Yoshiharu Ohno1, 2, Mizuho Nishio1, 2, Hisanobu Koyama3, Takeshi Yoshikawa1, 2, Sumiaki Matsumoto1, 2, Nobukazu Aoyama4, Katsusuke Kyotani4, Saori Satou5, Hideaki Kawamitsu4, Satoru Takahashi, 34, Kazuro Sugimura3
1Advanced Biomedical Imaging Research Center, Kobe University Graduate School of Medicine, Kobe, Hyogo, Japan; 2Division of Functional and Diagnostic Imaging Research, Department of Radiology, Kobe University Graduate School of Medicine, Kobe, Hyogo, Japan; 3Division of Radiology, Department of Radiology, Kobe University Graduate School of Medicine, Kobe, Hyogo, Japan; 4Center forRadiology and Radiation Oncology, Kobe University Hospital, Kobe, Hyogo, Japan; 5Toshiba Medical Systems, Ohtawara, Tochigi, Japan
Recurrence assessment is important for management of postoperative NSCLC patients.

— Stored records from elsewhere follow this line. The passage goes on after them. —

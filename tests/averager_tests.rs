use chrono::Duration;
use rtaskledger::core::averager::{
    DailyTotals, compute_all, daily_average, monthly_windows, period_average, weekly_windows,
};
use rtaskledger::errors::AppError;
use rtaskledger::models::period::{Cohort, Period};
use rtaskledger::models::task::TaskGroup;

mod common;
use common::{add_entry, add_task, date, memory_pool};

fn totals(days: &[(&str, i64)]) -> DailyTotals {
    days.iter()
        .map(|(d, m)| (date(d), Duration::minutes(*m)))
        .collect()
}

fn every_day(from: &str, to: &str, minutes: i64) -> DailyTotals {
    let (mut d, end) = (date(from), date(to));
    let mut out = DailyTotals::new();
    while d <= end {
        out.insert(d, Duration::minutes(minutes));
        d += Duration::days(1);
    }
    out
}

#[test]
fn test_short_history_scales_the_daily_average() {
    let t = totals(&[
        ("2024-10-01", 30),
        ("2024-10-02", 40),
        ("2024-10-03", 50),
        ("2024-10-04", 60),
        ("2024-10-05", 70),
    ]);

    assert_eq!(daily_average(&t), Some(Duration::minutes(50)));
    assert_eq!(weekly_windows(&t).unwrap(), None);
    assert_eq!(
        period_average(&t, Cohort::Primary, Period::Weekly).unwrap(),
        Duration::minutes(350)
    );
    assert_eq!(
        period_average(&t, Cohort::Primary, Period::Monthly).unwrap(),
        Duration::minutes(1500)
    );
}

#[test]
fn test_one_complete_week_equals_its_sum() {
    // Fri 09-27 falls before the first Saturday and is left out.
    let t = totals(&[
        ("2024-09-27", 600),
        ("2024-09-28", 60),
        ("2024-10-02", 120),
        ("2024-10-04", 180),
    ]);

    let weeks = weekly_windows(&t).unwrap().unwrap();
    assert_eq!(weeks.len(), 1);
    assert_eq!(weeks[0].start, date("2024-09-28"));
    assert_eq!(weeks[0].end, date("2024-10-04"));
    assert_eq!(weeks[0].label, "1403/7 7 - 13");

    assert_eq!(
        period_average(&t, Cohort::Primary, Period::Weekly).unwrap(),
        Duration::hours(6)
    );
}

#[test]
fn test_two_complete_weeks_are_averaged() {
    let t = totals(&[
        ("2024-09-27", 300),
        ("2024-09-28", 60),
        ("2024-10-03", 60),
        ("2024-10-05", 240),
        ("2024-10-11", 120),
        ("2024-10-12", 180),
    ]);

    let weeks = weekly_windows(&t).unwrap().unwrap();
    assert_eq!(weeks.len(), 2);
    assert_eq!(weeks[0].total, Duration::hours(2));
    assert_eq!(weeks[1].total, Duration::hours(6));

    assert_eq!(
        period_average(&t, Cohort::Alternative, Period::Weekly).unwrap(),
        Duration::hours(4)
    );
}

#[test]
fn test_single_jalali_month_uses_the_fallback() {
    // Mehr 1403: 2024-09-22 .. 2024-10-21, 30 days
    let t = every_day("2024-09-22", "2024-10-21", 60);
    assert_eq!(t.len(), 30);

    assert_eq!(monthly_windows(&t).unwrap(), None);
    assert_eq!(
        period_average(&t, Cohort::Primary, Period::Monthly).unwrap(),
        Duration::hours(30)
    );
}

#[test]
fn test_complete_jalali_months_are_averaged() {
    let t = totals(&[
        // Shahrivar 20: after the 15th, so counting starts at Mehr
        ("2024-09-10", 6000),
        // Mehr 1 and Mehr 20
        ("2024-09-22", 120),
        ("2024-10-11", 240),
        // Aban 5
        ("2024-10-26", 180),
        // Azar 3: only marks the end of the history
        ("2024-11-23", 600),
    ]);

    let months = monthly_windows(&t).unwrap().unwrap();
    assert_eq!(months.len(), 2);
    assert_eq!(months[0].label, "1403/07");
    assert_eq!(months[0].start, date("2024-09-22"));
    assert_eq!(months[0].end, date("2024-10-21"));
    assert_eq!(months[0].total, Duration::hours(6));
    assert_eq!(months[1].label, "1403/08");
    assert_eq!(months[1].total, Duration::hours(3));

    assert_eq!(
        period_average(&t, Cohort::Primary, Period::Monthly).unwrap(),
        Duration::minutes(270)
    );
}

#[test]
fn test_empty_history_is_an_error() {
    let t = DailyTotals::new();
    let err = period_average(&t, Cohort::Primary, Period::Daily).unwrap_err();
    assert!(matches!(err, AppError::NoHistory { .. }));
}

#[test]
fn test_compute_all_per_cohort() {
    let mut pool = memory_pool();
    let write = add_task(&mut pool, "Write", 2, TaskGroup::Productive);
    let read = add_task(&mut pool, "Read", 3, TaskGroup::Productive);
    let walk = add_task(&mut pool, "Walk", 5, TaskGroup::Alternative);
    let stats = add_task(&mut pool, "Stats", 8, TaskGroup::Analytical);

    add_entry(&mut pool, write, "2024-10-01", 60);
    add_entry(&mut pool, read, "2024-10-01", 30);
    add_entry(&mut pool, write, "2024-10-02", 30);
    add_entry(&mut pool, walk, "2024-10-01", 20);
    add_entry(&mut pool, stats, "2024-10-01", 999);

    let all = compute_all(&pool).unwrap();
    assert_eq!(all.len(), 6);

    let get = |c: Cohort, p: Period| {
        all.iter()
            .find(|a| a.cohort == c && a.period == p)
            .map(|a| a.average)
            .unwrap()
    };
    // (90 + 30) / 2 dates
    assert_eq!(get(Cohort::Primary, Period::Daily), Duration::minutes(60));
    assert_eq!(get(Cohort::Primary, Period::Weekly), Duration::minutes(420));
    assert_eq!(get(Cohort::Alternative, Period::Daily), Duration::minutes(20));
    assert_eq!(get(Cohort::Alternative, Period::Monthly), Duration::minutes(600));
}

#[test]
fn test_compute_all_without_history_fails() {
    let pool = memory_pool();
    let err = compute_all(&pool).unwrap_err();
    assert!(matches!(err, AppError::NoHistory { .. }));
}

We hypothesized that quick and segmented 3D T1-weighted gradient echo sequence (Quick 3D) and a double fat suppression RF pulse (DFS) technique could improve the diagnostic performance of CE-WB-MRI using a 3T MR system as compared with CE-WB-MRI without Quick 3D and DFS, and might be at least as effective as FDG-PET/CT and conventional radiological examinations in this setting. The purpose of this study was thus to compare diagnostic capabilities for assessment of recurrence of CE-WB-MRI with and without Quick 3D and DFS, PET/CT and conventional radiological examinations.